Dr. Casper Hoogenraad
Vice President and Senior Fellow
Head of Neuroscience Research, Genentech
In many neurodegenerative diseases, axons fail long before neuronal cell bodies die, yet the molecular mechanisms that link early axonal injury to subsequent brain inflammation remain poorly understood. In this talk, I will discuss how Sterile alpha and TIR motif containing 1 (SARM1), an inducible NADase, functions as a central regulator of axon degeneration across diverse forms of neuronal stress. Using multiple experimental paradigms, we find that SARM1 activation is highly compartmentalized within neurons, with distinct spatial patterns that depend on the nature of the insult. Certain stressors trigger localized SARM1 activation within axons, whereas others induce more global activation, leading to broader neuronal degeneration. Axonal breakdown driven by SARM1 activation is accompanied by the regulated release of neurofilament light (NfL). While NfL is widely used as a clinical biomarker of neurodegeneration, our findings demonstrate that released NfL is not merely a passive byproduct of neuronal damage. Instead, extracellular NfL actively engages microglia and macrophages, promoting neuroinflammatory responses within the brain.
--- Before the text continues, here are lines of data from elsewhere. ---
//! Route-guard policy shared by the browser client and the SSR host.
//!
//! DESIGN
//! ======
//! The guard is a pure function of `(path, token-presence)` so the exact
//! same decision runs in the axum middleware on every server-rendered
//! navigation and in the client-side navigation effect after hydration.
//! Side effects (issuing the redirect) belong to the callers.

#[cfg(test)]
#[path = "guard_test.rs"]
mod guard_test;

/// Paths reachable without a session: auth screens, static assets, and the
/// public API prefix. Matching is by prefix, like the original middleware
/// matcher.
pub const PUBLIC_PATHS: &[&str] = &["/login", "/register", "/pkg", "/favicon.ico", "/api/public"];

/// The path of the login screen.
pub const LOGIN_PATH: &str = "/login";

/// The authenticated landing path.
pub const HOME_PATH: &str = "/";

/// Outcome of the guard for one navigation.
#[derive(Clone, Copy, Debug, PartialEq, Eq)]
pub enum GuardDecision {
    /// Render the requested page.
    Allow,
    /// Send the visitor to the login screen.
    RedirectLogin,
    /// Send an already-authenticated visitor back home.
    RedirectHome,
}

/// Whether `path` is on the public allow-list.
#[must_use]
pub fn is_public(path: &str) -> bool {
    PUBLIC_PATHS.iter().any(|public| path.starts_with(public))
}

/// Decide whether a navigation to `path` may render.
///
/// Policy, in order:
/// - a logged-in visit to the login page goes home
/// - a logged-out visit to any non-public path goes to login
/// - everything else renders
#[must_use]
pub fn decide(path: &str, has_token: bool) -> GuardDecision {
    if has_token && path == LOGIN_PATH {
        return GuardDecision::RedirectHome;
    }
    if !has_token && !is_public(path) {
        return GuardDecision::RedirectLogin;
    }
    GuardDecision::Allow
}

/// The redirect target for a decision, if it redirects.
#[must_use]
pub fn redirect_target(decision: GuardDecision) -> Option<&'static str> {
    match decision {
        GuardDecision::Allow => None,
        GuardDecision::RedirectLogin => Some(LOGIN_PATH),
        GuardDecision::RedirectHome => Some(HOME_PATH),
    }
}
Together, these findings establish a mechanistic link between compartment-specific axon degeneration and immune activation, and they reveal new therapeutic considerations for targeting axonal pathology and inflammation in neurodegenerative disease.
Audience
- Faculty/Staff
- Student
- Post Docs/Docs
- Graduate Students
Contact
Lena Nechayeva
Email
Interest
- Academic (general)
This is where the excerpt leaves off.